• **Data records**:
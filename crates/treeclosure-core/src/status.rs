use crate::error::Result;
use crate::kv::KvStore;
use chrono::{DateTime, Utc};
use serde::{Deserialize, Serialize};
use tracing::{debug, warn};

const STATUS_KEY: &str = "treeclosure_scanner_status";

#[derive(Debug, Clone, Copy, Default, PartialEq, Eq, Serialize, Deserialize)]
#[serde(rename_all = "snake_case")]
pub enum ScanState {
    #[default]
    NotStarted,
    Started,
    Completed,
}

#[derive(Debug, Clone, Default, PartialEq, Serialize, Deserialize)]
pub struct ScanStatus {
    pub state: ScanState,
    pub root_path: Option<String>,
    pub started_at: Option<DateTime<Utc>>,
    pub finished_at: Option<DateTime<Utc>>,
    /// Persisted node count. Live while started, final once completed.
    pub total_scanned_items: i64,
}

impl ScanStatus {
    pub fn duration_secs(&self) -> Option<f64> {
        match (self.started_at, self.finished_at) {
            (Some(start), Some(finish)) => {
                Some((finish - start).num_milliseconds() as f64 / 1000.0)
            }
            _ => None,
        }
    }
}

/// Persists the scan lifecycle as JSON in a key-value store.
pub struct StatusTracker<'a> {
    kv: &'a dyn KvStore,
}

impl<'a> StatusTracker<'a> {
    pub fn new(kv: &'a dyn KvStore) -> Self {
        Self { kv }
    }

    /// Stored status, or `NotStarted` when nothing readable is stored.
    pub fn load(&self) -> ScanStatus {
        let bytes = match self.kv.get(STATUS_KEY) {
            Ok(Some(bytes)) => bytes,
            Ok(None) => return ScanStatus::default(),
            Err(e) => {
                warn!("Failed to read scan status: {}", e);
                return ScanStatus::default();
            }
        };
        serde_json::from_slice(&bytes).unwrap_or_else(|e| {
            warn!("Discarding unreadable scan status: {}", e);
            ScanStatus::default()
        })
    }

    /// Stored status with the item count replaced by `live_count`.
    pub fn status_with_count(&self, live_count: i64) -> ScanStatus {
        let mut status = self.load();
        status.total_scanned_items = live_count;
        status
    }

    pub fn mark_started(&self, root_path: &str) -> Result<ScanStatus> {
        let status = ScanStatus {
            state: ScanState::Started,
            root_path: Some(root_path.to_string()),
            started_at: Some(Utc::now()),
            finished_at: None,
            total_scanned_items: 0,
        };
        self.save(&status)?;
        debug!("Scan status: started for {}", root_path);
        Ok(status)
    }

    pub fn mark_completed(&self, total_scanned_items: i64) -> Result<ScanStatus> {
        let current = self.load();
        let status = ScanStatus {
            state: ScanState::Completed,
            root_path: current.root_path,
            started_at: current.started_at,
            finished_at: Some(Utc::now()),
            total_scanned_items,
        };
        self.save(&status)?;
        debug!("Scan status: completed with {} items", total_scanned_items);
        Ok(status)
    }

    pub fn delete(&self) -> Result<()> {
        self.kv.delete(STATUS_KEY)
    }

    fn save(&self, status: &ScanStatus) -> Result<()> {
        let bytes = serde_json::to_vec(status)?;
        self.kv.set(STATUS_KEY, &bytes)
    }
}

• **Work instruction**: Each entry above is to be written out exactly.

• **Output for this task**:
filename crates/treeclosure-core/src/status.rs
use crate::error::Result;
use crate::kv::KvStore;
use chrono::{DateTime, Utc};
use serde::{Deserialize, Serialize};
use tracing::{debug, warn};

const STATUS_KEY: &str = "treeclosure_scanner_status";

#[derive(Debug, Clone, Copy, Default, PartialEq, Eq, Serialize, Deserialize)]
#[serde(rename_all = "snake_case")]
pub enum ScanState {
    #[default]
    NotStarted,
    Started,
    Completed,
}

#[derive(Debug, Clone, Default, PartialEq, Serialize, Deserialize)]
pub struct ScanStatus {
    pub state: ScanState,
    pub root_path: Option<String>,
    pub started_at: Option<DateTime<Utc>>,
    pub finished_at: Option<DateTime<Utc>>,
    /// Persisted node count. Live while started, final once completed.
    pub total_scanned_items: i64,
}

impl ScanStatus {
    pub fn duration_secs(&self) -> Option<f64> {
        match (self.started_at, self.finished_at) {
            (Some(start), Some(finish)) => {
                Some((finish - start).num_milliseconds() as f64 / 1000.0)
            }
            _ => None,
        }
    }
}

/// Persists the scan lifecycle as JSON in a key-value store.
pub struct StatusTracker<'a> {
    kv: &'a dyn KvStore,
}

impl<'a> StatusTracker<'a> {
    pub fn new(kv: &'a dyn KvStore) -> Self {
        Self { kv }
    }

    /// Stored status, or `NotStarted` when nothing readable is stored.
    pub fn load(&self) -> ScanStatus {
        let bytes = match self.kv.get(STATUS_KEY) {
            Ok(Some(bytes)) => bytes,
            Ok(None) => return ScanStatus::default(),
            Err(e) => {
                warn!("Failed to read scan status: {}", e);
                return ScanStatus::default();
            }
        };
        serde_json::from_slice(&bytes).unwrap_or_else(|e| {
            warn!("Discarding unreadable scan status: {}", e);
            ScanStatus::default()
        })
    }

    /// Stored status with the item count replaced by `live_count`.
    pub fn status_with_count(&self, live_count: i64) -> ScanStatus {
        let mut status = self.load();
        status.total_scanned_items = live_count;
        status
    }

    pub fn mark_started(&self, root_path: &str) -> Result<ScanStatus> {
        let status = ScanStatus {
            state: ScanState::Started,
            root_path: Some(root_path.to_string()),
            started_at: Some(Utc::now()),
            finished_at: None,
            total_scanned_items: 0,
        };
        self.save(&status)?;
        debug!("Scan status: started for {}", root_path);
        Ok(status)
    }

    pub fn mark_completed(&self, total_scanned_items: i64) -> Result<ScanStatus> {
        let current = self.load();
        let status = ScanStatus {
            state: ScanState::Completed,
            root_path: current.root_path,
            started_at: current.started_at,
            finished_at: Some(Utc::now()),
            total_scanned_items,
        };
        self.save(&status)?;
        debug!("Scan status: completed with {} items", total_scanned_items);
        Ok(status)
    }

    pub fn delete(&self) -> Result<()> {
        self.kv.delete(STATUS_KEY)
    }

    fn save(&self, status: &ScanStatus) -> Result<()> {
        let bytes = serde_json::to_vec(status)?;
        self.kv.set(STATUS_KEY, &bytes)
    }
}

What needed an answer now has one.